Pour ou contre l’euthanasie ?

Les opposants à toute forme d’euthanasie considèrent cette loi, comme une avancée mesurée et équilibrée. On y trouve des croyants qui revendiquent le caractère sacré de la vie, des psychanalystes qui rappellent l’interdit anthropologique du meurtre, fondateur de toute civilisation et des philosophes qui mettent en garde contre la prétention à vouloir contrôler sa vie et sa mort. Mais aussi des juristes qui rappellent que si la vie est un droit, la mort n’est qu’une liberté qui doit se soumettre à la loi commune, des accompagnants affirmant qu’on doit répondre à la détresse des mourants par l’écoute et la présence non par le passage à l’acte et des soignants qui parlent de la blessure inguérissable de devoir tuer un être vivant. Du côté des partisans de l’auto délivrance, les convictions sont tout autant chevillées.

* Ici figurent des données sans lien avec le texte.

#![forbid(unsafe_code)]

//! Public entry point for the reusable wimby crate.
//!
//! The library holds everything the `analyze_channel` binary needs: the
//! YouTube Data API client, the pagination and ranking logic, and the CSV
//! exporter. Keeping it all out of the binary makes each piece testable
//! without a network connection or an API key.

pub mod catalog;
pub mod comments;
pub mod config;
pub mod duration;
pub mod error;
pub mod export;
pub mod youtube;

Il y a la revendication du droit de décider de mettre un terme à son existence, quand on estime qu’elle n’a plus de sens, liberté ultime laissée à chacun d’être maître de sa mort comme il a essayé de l’être de sa vie. Il y a la dénonciation de la barbarie qui consiste à arrêter tout traitement, tout en refusant de soulager sa fin pourtant proche en l’accélérant, ce qui revient à laisser le malade agoniser de longues journées, par dénutrition et déshydratation. Il y a le soutien aux soins palliatifs qui permettent de ne pas laisser le mourrant seul, mais il y a aussi la mise en garde contre la prétention à en faire une réponse universelle à toutes les situations. Mais, il y a surtout l’appel à laisser chacun choisir.
 
 

Expériences étrangères

La législation pratiquée dans des pays comme la Suisse, les Pays-Bas ou la Belgique qui ont soit dépénalisé, soit légalisé l’euthanasie ou le suicide assisté apporte un précieux éclairage. Ainsi, chez notre voisin belge, l’auto délivrance est accompagnée d’une multitude de précautions qui passent d’abord par l’information complète et éclairée du malade sur son état et toutes les alternatives possibles. C’est toujours lui qui doit décider de sa fin de vie. Quant au protocole strict qui est appliqué avant et pendant l’acte, il s’impose encore après, une commission de contrôle devant vérifier la bonne application des règles, une saisine de la justice pouvant intervenir dans le cas contraire. A la différence de notre pays, ce sont les mêmes praticiens qui ont recours aux soins palliatifs et à l’euthanasie, l’une et l’autre constituant des possibilités distinctes mais qui peuvent s’avérer, dans certains, cas complémentaires.
L’euthanasie doit-elle devenir une option possible ou son autorisation ouvre-t-elle la boite de Pandore ? Le débat n’a pas été tranché. Gageons qu’il perdurera encore longtemps …
 
« La fin d’une vie », Centre de congrès La Bourboule, 26, 27 & 28 mai 2009, Groupe de Réflexion sur l’Enfance et la Famille
 
 
« Peut-on vraiment choisir sa mort ? Repères pour les citoyens et ceux qui les soignent » DEVALOIS Bernard, Editions Collection Oméga, 2009, 188 p
« Pitié pour les hommes. L’euthanasie : le droit ultime » LABAYLE Denis, Stock, 2009, 210 p.